use log::{debug, warn};
use rayon::prelude::*;

use crate::caps::{CapContext, CapEnforcer};
use crate::config::PricingPolicy;
use crate::decimal::Money;
use crate::errors::Result;
use crate::pricing::ForwardPricer;
use crate::rates::RateRecord;
use crate::request::LoanRequest;
use crate::result::{PricingResult, SolveReport};
use crate::solver::InverseSolver;
use crate::types::LoanAmount;

/// prices loan requests against rate records under one policy
#[derive(Debug, Clone, Default)]
pub struct LoanSolver {
    policy: PricingPolicy,
}

impl LoanSolver {
    pub fn new(policy: PricingPolicy) -> Result<Self> {
        policy.validate()?;
        Ok(Self { policy })
    }

    pub fn policy(&self) -> &PricingPolicy {
        &self.policy
    }

    /// price one request; invalid inputs come back as a zeroed result with an error
    pub fn price(&self, request: &LoanRequest, record: &RateRecord) -> PricingResult {
        if !request.property_value.is_positive() {
            return self.reject(request, "property value must be positive");
        }

        match request.amount {
            Some(LoanAmount::Gross(gross)) if gross.is_positive() => {
                self.price_gross(gross, request, record)
            }
            Some(LoanAmount::SpecificNet(target)) if target.is_positive() => {
                self.price_net(target, request, record)
            }
            _ => self.reject(request, "no usable gross loan or target net loan"),
        }
    }

    /// price one request against every row of a rate card in parallel
    pub fn price_rate_card(&self, request: &LoanRequest, records: &[RateRecord]) -> Vec<PricingResult> {
        records
            .par_iter()
            .map(|record| self.price(request, record))
            .collect()
    }

    fn price_gross(&self, gross: Money, request: &LoanRequest, record: &RateRecord) -> PricingResult {
        let context = CapContext::new(request, record);
        let caps = CapEnforcer::new(&self.policy.caps);
        let pricer = ForwardPricer::new(&self.policy, record);

        let clamped = caps.clamp(gross, &context);
        let priced = pricer.quote(clamped.gross, request);

        let final_pass = caps.clamp(priced.gross, &context);
        debug_assert!(!final_pass.capped);

        debug!(
            "priced {} gross {} -> net {} (capped: {})",
            request.product, priced.gross, priced.net, clamped.capped
        );

        PricingResult {
            caps: clamped,
            solve: SolveReport::not_applicable(),
            ..priced
        }
    }

    fn price_net(&self, target: Money, request: &LoanRequest, record: &RateRecord) -> PricingResult {
        let context = CapContext::new(request, record);
        let caps = CapEnforcer::new(&self.policy.caps);
        let pricer = ForwardPricer::new(&self.policy, record);
        let solver = InverseSolver::new(&pricer, &caps, &self.policy.solver);

        let solution = solver.solve(target, request, &context);

        let mut final_pass = caps.clamp(solution.gross, &context);
        let priced = if final_pass.gross == solution.gross {
            solution.priced
        } else {
            pricer.quote(final_pass.gross, request)
        };
        final_pass.capped |= solution.capped_short;

        PricingResult {
            caps: final_pass,
            solve: solution.report,
            ..priced
        }
    }

    fn reject(&self, request: &LoanRequest, message: &str) -> PricingResult {
        warn!("rejecting {} quote: {}", request.product, message);
        PricingResult::invalid(request, message)
    }
}

/// price with the default policy
pub fn price(request: &LoanRequest, record: &RateRecord) -> PricingResult {
    LoanSolver::default().price(request, record)
}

▬▬▬▬▬▬▬▬▬▬

All of the data needs to be repeated exactly.

use log::{debug, warn};
use rayon::prelude::*;

use crate::caps::{CapContext, CapEnforcer};
use crate::config::PricingPolicy;
use crate::decimal::Money;
use crate::errors::Result;
use crate::pricing::ForwardPricer;
use crate::rates::RateRecord;
use crate::request::LoanRequest;
use crate::result::{PricingResult, SolveReport};
use crate::solver::InverseSolver;
use crate::types::LoanAmount;

/// prices loan requests against rate records under one policy
#[derive(Debug, Clone, Default)]
pub struct LoanSolver {
    policy: PricingPolicy,
}

impl LoanSolver {
    pub fn new(policy: PricingPolicy) -> Result<Self> {
        policy.validate()?;
        Ok(Self { policy })
    }

    pub fn policy(&self) -> &PricingPolicy {
        &self.policy
    }

    /// price one request; invalid inputs come back as a zeroed result with an error
    pub fn price(&self, request: &LoanRequest, record: &RateRecord) -> PricingResult {
        if !request.property_value.is_positive() {
            return self.reject(request, "property value must be positive");
        }

        match request.amount {
            Some(LoanAmount::Gross(gross)) if gross.is_positive() => {
                self.price_gross(gross, request, record)
            }
            Some(LoanAmount::SpecificNet(target)) if target.is_positive() => {
                self.price_net(target, request, record)
            }
            _ => self.reject(request, "no usable gross loan or target net loan"),
        }
    }

    /// price one request against every row of a rate card in parallel
    pub fn price_rate_card(&self, request: &LoanRequest, records: &[RateRecord]) -> Vec<PricingResult> {
        records
            .par_iter()
            .map(|record| self.price(request, record))
            .collect()
    }

    fn price_gross(&self, gross: Money, request: &LoanRequest, record: &RateRecord) -> PricingResult {
        let context = CapContext::new(request, record);
        let caps = CapEnforcer::new(&self.policy.caps);
        let pricer = ForwardPricer::new(&self.policy, record);

        let clamped = caps.clamp(gross, &context);
        let priced = pricer.quote(clamped.gross, request);

        let final_pass = caps.clamp(priced.gross, &context);
        debug_assert!(!final_pass.capped);

        debug!(
            "priced {} gross {} -> net {} (capped: {})",
            request.product, priced.gross, priced.net, clamped.capped
        );

        PricingResult {
            caps: clamped,
            solve: SolveReport::not_applicable(),
            ..priced
        }
    }

    fn price_net(&self, target: Money, request: &LoanRequest, record: &RateRecord) -> PricingResult {
        let context = CapContext::new(request, record);
        let caps = CapEnforcer::new(&self.policy.caps);
        let pricer = ForwardPricer::new(&self.policy, record);
        let solver = InverseSolver::new(&pricer, &caps, &self.policy.solver);

        let solution = solver.solve(target, request, &context);

        let mut final_pass = caps.clamp(solution.gross, &context);
        let priced = if final_pass.gross == solution.gross {
            solution.priced
        } else {
            pricer.quote(final_pass.gross, request)
        };
        final_pass.capped |= solution.capped_short;

        PricingResult {
            caps: final_pass,
            solve: solution.report,
            ..priced
        }
    }

    fn reject(&self, request: &LoanRequest, message: &str) -> PricingResult {
        warn!("rejecting {} quote: {}", request.product, message);
        PricingResult::invalid(request, message)
    }
}

/// price with the default policy
pub fn price(request: &LoanRequest, record: &RateRecord) -> PricingResult {
    LoanSolver::default().price(request, record)
}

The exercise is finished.